Charles Fritts, a New York inventor, is credited with creating the first solar cell, which he installed on a rooftop in New York City in 1884. While the solar cell was not very efficient, having a rate of conversion between 1 to 2%, this was a major step early in solar power energy. Today’s solar cells have an efficiency on average of 15 to 20%, which yields a notably higher impact. Nonetheless, the work that Fritts successfully completed marked the start of solar energy through the use of photovoltaic solar panels in the United States.

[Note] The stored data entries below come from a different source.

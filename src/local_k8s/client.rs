use hyper::Client as HyperClient;
use kube::{client::ConfigExt, Client, Config};
use tower::ServiceBuilder;
use tracing::debug;

use crate::error::Error;

/// Builds a client from the service account mounted into the pod.
///
/// There is no kubeconfig fallback: outside a cluster this fails with
/// [`Error::InCluster`] before any request is made.
pub fn incluster_client() -> Result<Client, Error> {
    let config = Config::incluster()?;
    debug!(cluster_url = %config.cluster_url, namespace = %config.default_namespace, "loaded in-cluster config");

    let https = config.rustls_https_connector().map_err(Error::ClientSetup)?;
    let auth = config.auth_layer().map_err(Error::ClientSetup)?;
    let service = ServiceBuilder::new()
        .layer(config.base_uri_layer())
        .option_layer(auth)
        .service(HyperClient::builder().build(https));

    Ok(Client::new(service, config.default_namespace))
}
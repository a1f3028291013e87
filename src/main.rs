mod cli;
mod error;
mod local_k8s;

use std::io::Write;

use anyhow::Context;
use tracing::{debug, info};
use tracing_subscriber::EnvFilter;

use cli::PodCli;
use error::Error;
use local_k8s::{deployment_selector, incluster_client, KubePods, PodExecutor, PodRef, PodResolver};

#[derive(Debug, PartialEq, Eq)]
enum Outcome {
    Executed { pod: PodRef, output: String },
    NotFound,
}

#[tokio::main(flavor = "current_thread")]
async fn main() -> anyhow::Result<()> {
    tracing_subscriber::fmt()
        .with_env_filter(EnvFilter::try_from_default_env().unwrap_or_else(|_| EnvFilter::new("info")))
        .with_writer(std::io::stderr)
        .init();

    let args = PodCli::new();
    debug!(?args, "parsed arguments");

    let client = incluster_client().context("in-cluster authentication failed")?;
    let pods = KubePods::new(client, &args.namespace);

    let mut stdout = std::io::stdout().lock();
    // a missing pod is reported but still exits 0
    match run(&args, &pods, &pods, &mut stdout).await? {
        Outcome::Executed { pod, output } => {
            debug!(pod = %pod.name, bytes = output.len(), "exec finished")
        }
        Outcome::NotFound => debug!(deployment = %args.deployment, "no pod to exec into"),
    }

    Ok(())
}

/// Resolves the deployment to its first pod and runs the command there.
async fn run<R, E, W>(args: &PodCli, resolver: &R, executor: &E, out: &mut W) -> anyhow::Result<Outcome>
where
    R: PodResolver,
    E: PodExecutor,
    W: Write,
{
    let selector = deployment_selector(&args.deployment);
    info!(namespace = %args.namespace, %selector, "resolving pod");

    let Some(pod) = resolver.resolve(&selector).await? else {
        writeln!(out, "Pod not found.")?;
        return Ok(Outcome::NotFound);
    };

    writeln!(out, "Executing command in pod: {}", pod.name)?;
    let output = executor
        .execute(&pod, &args.command)
        .await
        .map_err(Error::from)
        .with_context(|| format!("exec in pod {}/{} failed", pod.namespace, pod.name))?;
    writeln!(out, "Command output: {output}")?;

    Ok(Outcome::Executed { pod, output })
}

Mohamed M. Atalla was an Egyptian-born scientist who moved to the United States to complete his studies, and undertook research and development at Bell Laboratories in New Jersey. Many of the early efficiency gains in solar cells were due to his development of processes for using silicon within electronic devices. Atalla's work led to the invention of silicon transistors and microchips (including his own invention of the MOSFET, the most widely used transistor in the world), and quickly increased the efficiency of solar cells.

### Example 13.11

#### Calculating the Solar Power for Average Home Use in Kilowatts

If a home uses approximately 30 kW of electricity per day, what size solar system would be needed to fuel 80% of a home’s needs for a month (30 days)?

#### Solution

$(30\phantom{\rule{0.28em}{0ex}}\text{kW hours})(30\phantom{\rule{0.28em}{0ex}}\text{days})(0.80)=720\phantom{\rule{0.28em}{0ex}}\text{kW}$

A solar system capable of producing 720 kW a month would be needed.